A key finding in the Mueller Report was that Ukrainian Businessman Konstantin Kilimnik, who worked for Paul Manafort, is allegedly tied to Russian intelligence, John Solomon noted in his opinion piece published on the Hill.
But Special Counsel Robert Mueller disregarded hundreds of pages of US government documents that described Kilimnik as a “sensitive” intelligence source for the U.S. State Department who informed on Ukrainian and Russian matters.
That part about Kilimnik was completely omitted from the report, setting up a narrative completely opposite of reality.

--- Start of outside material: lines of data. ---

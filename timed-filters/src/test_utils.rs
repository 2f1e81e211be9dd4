//! In-memory collaborators for tests.

use std::collections::{BTreeMap, HashMap};
use std::sync::atomic::{AtomicBool, AtomicUsize, Ordering};
use std::sync::{Arc, Condvar, Mutex};
use std::time::Duration;

use chrono::Utc;

use crate::backend::{
    AdvisoryLock, IdentityResolver, MailSender, Mailbox, PropertyStore, ThreadIter, TriggerAdmin,
};
use crate::config::options::{validate, JobConfig, OptionValidator, RawOptions};
use crate::services::actions::ActionRegistry;
use crate::state::{Collaborators, Job};
use crate::types::error::{FilterError, Result};
use crate::types::{HandlerId, Schedule, Thread, Trigger};

pub const DEFAULT_OPTIONS: &str = r#"
    queries = [["category:social older_than:2d", "trash"]]
"#;

pub const OWNER: &str = "owner@example.com";

pub fn raw_options(src: &str) -> RawOptions {
    toml::from_str(src).expect("test options should parse")
}

pub fn job_config() -> JobConfig {
    validate(
        &raw_options(DEFAULT_OPTIONS),
        &ActionRegistry::with_builtins(),
        &FixedIdentity(None),
    )
    .expect("default test options should validate")
}

/// `n` distinct threads
pub fn threads(n: usize) -> Vec<Thread> {
    (0..n)
        .map(|i| Thread {
            id: format!("thread-{}", i),
            subject: format!("Subject {}", i),
        })
        .collect()
}

pub struct FixedIdentity(pub Option<String>);

impl IdentityResolver for FixedIdentity {
    fn current_user_email(&self) -> Result<Option<String>> {
        Ok(self.0.clone())
    }
}

#[derive(Default)]
pub struct MemoryStore {
    values: Mutex<BTreeMap<String, String>>,
}

impl MemoryStore {
    pub fn with(pairs: &[(&str, &str)]) -> Self {
        let store = Self::default();
        for (key, value) in pairs {
            store.put(key, value);
        }
        store
    }

    pub fn value(&self, key: &str) -> Option<String> {
        self.values.lock().unwrap().get(key).cloned()
    }

    pub fn put(&self, key: &str, value: &str) {
        self.values.lock().unwrap().insert(key.to_string(), value.to_string());
    }

    pub fn is_empty(&self) -> bool {
        self.values.lock().unwrap().is_empty()
    }
}

impl PropertyStore for MemoryStore {
    fn get(&self, key: &str) -> Result<Option<String>> {
        Ok(self.value(key))
    }

    fn set(&self, key: &str, value: &str) -> Result<()> {
        self.put(key, value);
        Ok(())
    }

    fn delete_all(&self) -> Result<()> {
        self.values.lock().unwrap().clear();
        Ok(())
    }
}

#[derive(Debug, Default)]
struct LockState {
    held: bool,
    acquisitions: usize,
    releases: usize,
    unpaired_releases: usize,
    renewals: usize,
}

/// Blocking in-process lock that records how it was used
#[derive(Default)]
pub struct MemoryLock {
    state: Mutex<LockState>,
    freed: Condvar,
    holders: AtomicUsize,
    max_holders: AtomicUsize,
}

impl MemoryLock {
    pub fn acquisitions(&self) -> usize {
        self.state.lock().unwrap().acquisitions
    }

    pub fn releases(&self) -> usize {
        self.state.lock().unwrap().releases
    }

    pub fn unpaired_releases(&self) -> usize {
        self.state.lock().unwrap().unpaired_releases
    }

    pub fn renewals(&self) -> usize {
        self.state.lock().unwrap().renewals
    }

    pub fn holders(&self) -> usize {
        self.holders.load(Ordering::SeqCst)
    }

    pub fn max_holders(&self) -> usize {
        self.max_holders.load(Ordering::SeqCst)
    }
}

impl AdvisoryLock for MemoryLock {
    fn try_acquire(&self, timeout: Duration) -> Result<bool> {
        let guard = self.state.lock().unwrap();
        let (mut state, _) = self
            .freed
            .wait_timeout_while(guard, timeout, |state| state.held)
            .unwrap();
        if state.held {
            return Ok(false);
        }

        state.held = true;
        state.acquisitions += 1;
        let holders = self.holders.fetch_add(1, Ordering::SeqCst) + 1;
        self.max_holders.fetch_max(holders, Ordering::SeqCst);
        Ok(true)
    }

    fn release(&self) -> Result<()> {
        let mut state = self.state.lock().unwrap();
        if !state.held {
            state.unpaired_releases += 1;
            return Ok(());
        }
        self.holders.fetch_sub(1, Ordering::SeqCst);
        state.held = false;
        state.releases += 1;
        self.freed.notify_one();
        Ok(())
    }

    fn renew(&self) -> Result<()> {
        let mut state = self.state.lock().unwrap();
        assert!(state.held, "renewed a lock nobody holds");
        state.renewals += 1;
        Ok(())
    }
}

type Hook = Box<dyn FnOnce() + Send>;

/// Shared MemoryLock that runs a hook once, right before its first grant,
/// so another invocation can slip in between `begin` and the lock.
pub struct RacedLock {
    inner: Arc<MemoryLock>,
    before_grant: Mutex<Option<Hook>>,
}

impl AdvisoryLock for RacedLock {
    fn try_acquire(&self, timeout: Duration) -> Result<bool> {
        let hook = self.before_grant.lock().unwrap().take();
        if let Some(hook) = hook {
            hook();
        }
        self.inner.try_acquire(timeout)
    }

    fn release(&self) -> Result<()> {
        self.inner.release()
    }

    fn renew(&self) -> Result<()> {
        self.inner.renew()
    }
}

/// Lock whose every wait times out
#[derive(Default)]
pub struct TimeoutLock {
    requested: Mutex<Vec<Duration>>,
    releases: AtomicUsize,
}

impl TimeoutLock {
    pub fn requested(&self) -> Vec<Duration> {
        self.requested.lock().unwrap().clone()
    }

    pub fn releases(&self) -> usize {
        self.releases.load(Ordering::SeqCst)
    }
}

impl AdvisoryLock for TimeoutLock {
    fn try_acquire(&self, timeout: Duration) -> Result<bool> {
        self.requested.lock().unwrap().push(timeout);
        Ok(false)
    }

    fn release(&self) -> Result<()> {
        self.releases.fetch_add(1, Ordering::SeqCst);
        Ok(())
    }
}

#[derive(Default)]
pub struct MemoryTriggers {
    triggers: Mutex<Vec<Trigger>>,
    next_id: AtomicUsize,
}

impl MemoryTriggers {
    pub fn snapshot(&self) -> Vec<Trigger> {
        self.triggers.lock().unwrap().clone()
    }
}

impl TriggerAdmin for MemoryTriggers {
    fn list(&self) -> Result<Vec<Trigger>> {
        Ok(self.snapshot())
    }

    fn create(&self, handler: HandlerId, schedule: Schedule) -> Result<Trigger> {
        let trigger = Trigger {
            id: format!("trigger-{}", self.next_id.fetch_add(1, Ordering::SeqCst)),
            handler,
            schedule,
            created_at: Utc::now(),
        };
        self.triggers.lock().unwrap().push(trigger.clone());
        Ok(trigger)
    }

    fn delete(&self, trigger: &Trigger) -> Result<()> {
        self.triggers.lock().unwrap().retain(|t| t.id != trigger.id);
        Ok(())
    }

    fn delete_all(&self) -> Result<usize> {
        let mut triggers = self.triggers.lock().unwrap();
        let removed = triggers.len();
        triggers.clear();
        Ok(removed)
    }
}

/// Mailbox serving canned search results and recording thread operations
#[derive(Default)]
pub struct FakeMailbox {
    results: Mutex<HashMap<String, Vec<Thread>>>,
    searches: Mutex<Vec<String>>,
    applied: Mutex<Vec<(String, String)>>,
    fail_on: Mutex<Option<String>>,
}

impl FakeMailbox {
    pub fn set_results(&self, query: &str, threads: Vec<Thread>) {
        self.results.lock().unwrap().insert(query.to_string(), threads);
    }

    /// Make every action on thread `id` fail.
    pub fn fail_on(&self, id: &str) {
        *self.fail_on.lock().unwrap() = Some(id.to_string());
    }

    pub fn searches(&self) -> Vec<String> {
        self.searches.lock().unwrap().clone()
    }

    /// `(action, thread id)` pairs in the order they ran
    pub fn applied(&self) -> Vec<(String, String)> {
        self.applied.lock().unwrap().clone()
    }

    fn record(&self, action: &str, thread: &Thread) -> Result<()> {
        if self.fail_on.lock().unwrap().as_deref() == Some(thread.id.as_str()) {
            return Err(FilterError::Action(format!("{} failed for {}", action, thread.id)));
        }
        self.applied
            .lock()
            .unwrap()
            .push((action.to_string(), thread.id.clone()));
        Ok(())
    }
}

impl Mailbox for FakeMailbox {
    fn search(&self, query: &str) -> Result<ThreadIter<'_>> {
        self.searches.lock().unwrap().push(query.to_string());
        let matches = self
            .results
            .lock()
            .unwrap()
            .get(query)
            .cloned()
            .unwrap_or_default();
        Ok(Box::new(matches.into_iter().map(Ok)))
    }

    fn trash(&self, thread: &Thread) -> Result<()> {
        self.record("trash", thread)
    }

    fn archive(&self, thread: &Thread) -> Result<()> {
        self.record("archive", thread)
    }

    fn mark_read(&self, thread: &Thread) -> Result<()> {
        self.record("mark-read", thread)
    }
}

#[derive(Debug, Clone, PartialEq, Eq)]
pub struct SentMail {
    pub to: String,
    pub subject: String,
    pub body: String,
}

#[derive(Default)]
pub struct RecordingSender {
    sent: Mutex<Vec<SentMail>>,
    failing: AtomicBool,
    observed: Mutex<Option<Arc<MemoryLock>>>,
    holders_at_send: Mutex<Vec<usize>>,
}

impl RecordingSender {
    pub fn sent(&self) -> Vec<SentMail> {
        self.sent.lock().unwrap().clone()
    }

    pub fn fail(&self) {
        self.failing.store(true, Ordering::SeqCst);
    }

    /// Record how many holders `lock` has whenever a message is sent.
    pub fn observe_lock(&self, lock: Arc<MemoryLock>) {
        *self.observed.lock().unwrap() = Some(lock);
    }

    pub fn holders_at_send(&self) -> Vec<usize> {
        self.holders_at_send.lock().unwrap().clone()
    }
}

impl MailSender for RecordingSender {
    fn send(&self, to: &str, subject: &str, body: &str) -> Result<()> {
        if let Some(lock) = self.observed.lock().unwrap().as_ref() {
            self.holders_at_send.lock().unwrap().push(lock.holders());
        }
        if self.failing.load(Ordering::SeqCst) {
            return Err(FilterError::Transport("sendmail exited with status 75".into()));
        }
        self.sent.lock().unwrap().push(SentMail {
            to: to.to_string(),
            subject: subject.to_string(),
            body: body.to_string(),
        });
        Ok(())
    }
}

/// Shared fakes plus a factory for fresh per-invocation jobs
#[derive(Clone)]
pub struct TestJob {
    options: String,
    pub store: Arc<MemoryStore>,
    pub lock: Arc<MemoryLock>,
    lock_override: Option<Arc<dyn AdvisoryLock>>,
    pub triggers: Arc<MemoryTriggers>,
    pub mailbox: Arc<FakeMailbox>,
    pub mailer: Arc<RecordingSender>,
}

impl TestJob {
    pub fn new() -> Self {
        Self::with_options(DEFAULT_OPTIONS)
    }

    pub fn with_options(options: &str) -> Self {
        Self {
            options: options.to_string(),
            store: Arc::default(),
            lock: Arc::default(),
            lock_override: None,
            triggers: Arc::default(),
            mailbox: Arc::default(),
            mailer: Arc::default(),
        }
    }

    pub fn with_store(store: MemoryStore) -> Self {
        Self {
            store: Arc::new(store),
            ..Self::new()
        }
    }

    /// Route every later job through `lock` instead of the shared MemoryLock.
    pub fn with_lock(self, lock: impl AdvisoryLock + 'static) -> Self {
        Self {
            lock_override: Some(Arc::new(lock)),
            ..self
        }
    }

    /// A fresh job, as a new scheduler invocation would build it.
    pub fn job(&self) -> Job {
        let lock: Arc<dyn AdvisoryLock> = match &self.lock_override {
            Some(lock) => Arc::clone(lock),
            None => self.lock.clone(),
        };
        self.job_with_lock(lock)
    }

    /// A fresh job that waits on `lock` instead.
    pub fn job_with_lock(&self, lock: Arc<dyn AdvisoryLock>) -> Job {
        Job::new(
            OptionValidator::new(
                raw_options(&self.options),
                ActionRegistry::with_builtins(),
                Box::new(FixedIdentity(Some(OWNER.to_string()))),
            ),
            Collaborators {
                store: self.store.clone(),
                lock,
                triggers: self.triggers.clone(),
                mailbox: self.mailbox.clone(),
                mailer: self.mailer.clone(),
            },
        )
    }

    /// A fresh job whose first lock request first lets `other` run a whole
    /// invocation against the same fakes.
    pub fn job_raced_by(&self, other: impl FnOnce(&TestJob) + Send + 'static) -> Job {
        let racer = self.clone();
        let hook: Hook = Box::new(move || other(&racer));
        let lock = RacedLock {
            inner: self.lock.clone(),
            before_grant: Mutex::new(Some(hook)),
        };
        self.job_with_lock(Arc::new(lock))
    }
}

And the establishment of him being tied to Russian intelligence is so vital that it is mentioned on the 6th page of the report. “The FBI assesses” Kilimnik “to have ties to Russian intelligence,” Mueller’s team wrote.
It completely disregards that Konstantin Kilimnik was a “sensitive” intelligence source for US State Department from at least 2013, while he was still working for Paul Manafort, according to FBI and State Department memos Solomon reviewed.
The Ukrainian businessman wasn’t a low-level source, too.
“He interacted with the chief political officer at the U.S. Embassy in Kiev, sometimes meeting several times a week to provide information on the Ukraine government. He relayed messages back to Ukraine’s leaders and delivered written reports to U.S. officials via emails that stretched on for thousands of words,” the memos showed.
And the FBI was fully aware of that, long before former FBI Director Robert Mueller’s investigation concluded.
Alan Purcell, the chief political officer at the Kiev embassy from 2014 to 2017, told FBI agents that State officials, including senior embassy officials Alexander Kasanof and Eric Schultz, deemed Kilimnik to be such a valuable asset that they kept his name out of cables for fear he would be compromised by leaks to WikiLeaks.
“Purcell described what he considered an unusual level of discretion that was taken with handling Kilimnik,” stated one FBI interview report that Solomon reviewed. “Normally the head of the political section would not handle sources, but Kasanof informed Purcell that KILIMNIK was a sensitive source.”
Purcell told the FBI that Kilimnik provided “detailed information about OB (Ukraine’s opposition bloc) inner workings” that sometimes was so valuable it was forwarded immediately to the ambassador.
Other Western government relied to Konstantin Kilimnik too, Purcell learned.
“One time, in a meeting with the Italian embassy, Purcell heard the Italian ambassador echo a talking point that was strikingly familiar to the point Kilimnik had shared with Purcell,” the FBI report states.
Kasanof, who was the US Embassy political officer before Purcell said he knew Kilimnik worked with Manafort and the administration of former Ukrainian President Viktor Yanukovich, whose party hired Manafort to provide lobbyist services.
“Kilimnik was one of the only people within the administration who was willing to talk to USEMB,” referring to the U.S. Embassy, and he “provided information about the inner workings of Yanukovych’s administration,” Kasanof told the FBI agents.
“Kasanof met with Kilimnik at least bi-weekly and occasionally multiple times in the same week,” always outside the embassy to avoid detection, the FBI wrote. “Kasanof allowed Kilimnik to take the lead on operational security” for their meetings.
State officials also were cited by the FBI as saying that he had no allegiance to Moscow and was critical of “the invasion of Crimea.”
“Most sources of information in Ukraine were slanted in one direction or another,” Kasanof told agents. “Kilimnik came across as less slanted than others.”
“Kilimnik was flabbergasted at the Russian invasion of Crimea,” the FBI added.
Furthermore, the Mueller report flagged Kilimnik’s delivery of a peace plan to the Trump campaign for settling the two-year-old Crimea conflict between Russia and Ukraine.
“Kilimnik requested the meeting to deliver in person a peace plan for Ukraine that Manafort acknowledged to the Special Counsel’s Office was a ‘backdoor’ way for Russia to control part of eastern Ukraine,” the Mueller report stated.
But State emails showed Kilimnik first delivered a version of his peace plan in May 2016 to the Obama administration during a visit to Washington.
Officials for the State Department, the FBI, the Justice Department and Mueller’s office did not respond to requests for comment. Kilimnik did not respond to an email seeking comment but, in an email last month to The Washington Post, he slammed the Mueller report’s “made-up narrative” about him. “I have no ties to Russian or, for that matter, any intelligence operation,” he wrote.
Thus, one question surfaces, if the Mueller report constructs a separate version of reality when it comes to Konstantin Kilimnik, what else could it potentially be alleging about?
“Attorney General William Barr has said some of the Mueller report’s legal reasoning conflicts with Justice Department policies. And former Trump attorney John Dowd made a compelling case that Mueller’s report wrongly portrayed a phone message he left for a witness.
A few more such errors and omissions, and Americans may begin to wonder if the Mueller report is worth the paper on which it was printed,” Solomon concluded.